"""

//! Property-based tests for the complexity scores
//!
//! These tests verify invariants that should hold for all inputs:
//! - Excluded tokens are transparent to alternation counting
//! - Utterance scores stay within [0, 100]
//! - Monolingual utterances score 0
//! - A one-utterance corpus scores like the utterance
//! - Parallel and sequential corpus evaluation agree exactly

use codemix::complexity::{
    count_alternations, count_language_tokens, count_matrix_tokens, evaluate_corpus,
    evaluate_corpus_parallel, evaluate_utterance, get_stats, is_code_switched,
};
use codemix::ExcludeSet;
use proptest::prelude::*;
use std::collections::HashSet;

const EXCLUDED: [&str; 3] = ["other", "ne", "univ"];

fn exclude_set() -> ExcludeSet {
    EXCLUDED.into_iter().collect()
}

/// Mix of language tags and excluded tags
fn tag() -> impl Strategy<Value = String> {
    prop_oneof![
        3 => prop::sample::select(vec!["lang1", "lang2", "fr", "de"]),
        1 => prop::sample::select(EXCLUDED.to_vec()),
    ]
    .prop_map(String::from)
}

fn utterance() -> impl Strategy<Value = Vec<String>> {
    prop::collection::vec(tag(), 1..24)
}

fn corpus() -> impl Strategy<Value = Vec<Vec<String>>> {
    prop::collection::vec(utterance(), 1..12)
}

proptest! {
    #[test]
    fn prop_all_excluded_scores_zero(tags in prop::collection::vec(prop::sample::select(EXCLUDED.to_vec()), 1..16)) {
        let exclude = exclude_set();
        prop_assert_eq!(count_alternations(&tags, &exclude), 0);
        prop_assert_eq!(evaluate_utterance(&tags, &exclude).unwrap(), 0.0);
        prop_assert!(!is_code_switched(&tags, &exclude));
    }

    #[test]
    fn prop_monolingual_scores_zero(
        len in 1usize..20,
        noise in prop::collection::vec((0usize..20, prop::sample::select(EXCLUDED.to_vec())), 0..8)
    ) {
        let mut tags = vec!["lang1"; len];
        for (position, excluded) in noise {
            tags.insert(position.min(tags.len()), excluded);
        }
        let exclude = exclude_set();
        prop_assert_eq!(count_alternations(&tags, &exclude), 0);
        prop_assert_eq!(evaluate_utterance(&tags, &exclude).unwrap(), 0.0);
    }

    #[test]
    fn prop_excluded_tokens_are_transparent(tags in utterance()) {
        let exclude = exclude_set();
        let stripped: Vec<&String> = tags.iter().filter(|t| !exclude.contains(t)).collect();
        prop_assert_eq!(
            count_alternations(&tags, &exclude),
            count_alternations(&stripped, &exclude)
        );
    }

    #[test]
    fn prop_score_is_bounded(tags in utterance()) {
        let score = evaluate_utterance(&tags, &exclude_set()).unwrap();
        prop_assert!((0.0..=100.0).contains(&score), "score {} out of range", score);
    }

    #[test]
    fn prop_code_switched_iff_multiple_languages(tags in utterance()) {
        let exclude = exclude_set();
        let languages: HashSet<&str> = tags
            .iter()
            .map(String::as_str)
            .filter(|t| !exclude.contains(t))
            .collect();
        prop_assert_eq!(is_code_switched(&tags, &exclude), languages.len() > 1);
    }

    #[test]
    fn prop_matrix_count_bounds(tags in utterance()) {
        let exclude = exclude_set();
        let matrix = count_matrix_tokens(&tags, &exclude);
        let language_tokens = count_language_tokens(&tags, &exclude);
        prop_assert!(matrix.tokens <= language_tokens);
        prop_assert_eq!(matrix.tag.is_none(), language_tokens == 0);
        if let Some(tag) = matrix.tag {
            let occurrences = tags.iter().filter(|t| t.as_str() == tag).count();
            prop_assert_eq!(occurrences, matrix.tokens);
        }
    }

    #[test]
    fn prop_single_utterance_corpus_matches_utterance(tags in utterance()) {
        let exclude = exclude_set();
        let corpus = vec![tags.clone()];
        prop_assert_eq!(
            evaluate_corpus(&corpus, &exclude).unwrap(),
            evaluate_utterance(&tags, &exclude).unwrap()
        );
    }

    #[test]
    fn prop_parallel_matches_sequential(corpus in corpus()) {
        let exclude = exclude_set();
        let sequential = evaluate_corpus(&corpus, &exclude).unwrap();
        let parallel = evaluate_corpus_parallel(&corpus, &exclude).unwrap();
        prop_assert_eq!(sequential.to_bits(), parallel.to_bits());
    }

    #[test]
    fn prop_stats_count_raw_tokens(corpus in corpus()) {
        let stats = get_stats(&corpus, &exclude_set());
        prop_assert_eq!(stats.tokens, corpus.iter().map(Vec::len).sum::<usize>());
        prop_assert_eq!(stats.utterances, corpus.len());
        prop_assert!(stats.switched <= stats.utterances);
    }
}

"""

In the records above, collect each line with "complexity".

- _REPLY TO THE EXERCISE_
//! Property-based tests for the complexity scores
use codemix::complexity::{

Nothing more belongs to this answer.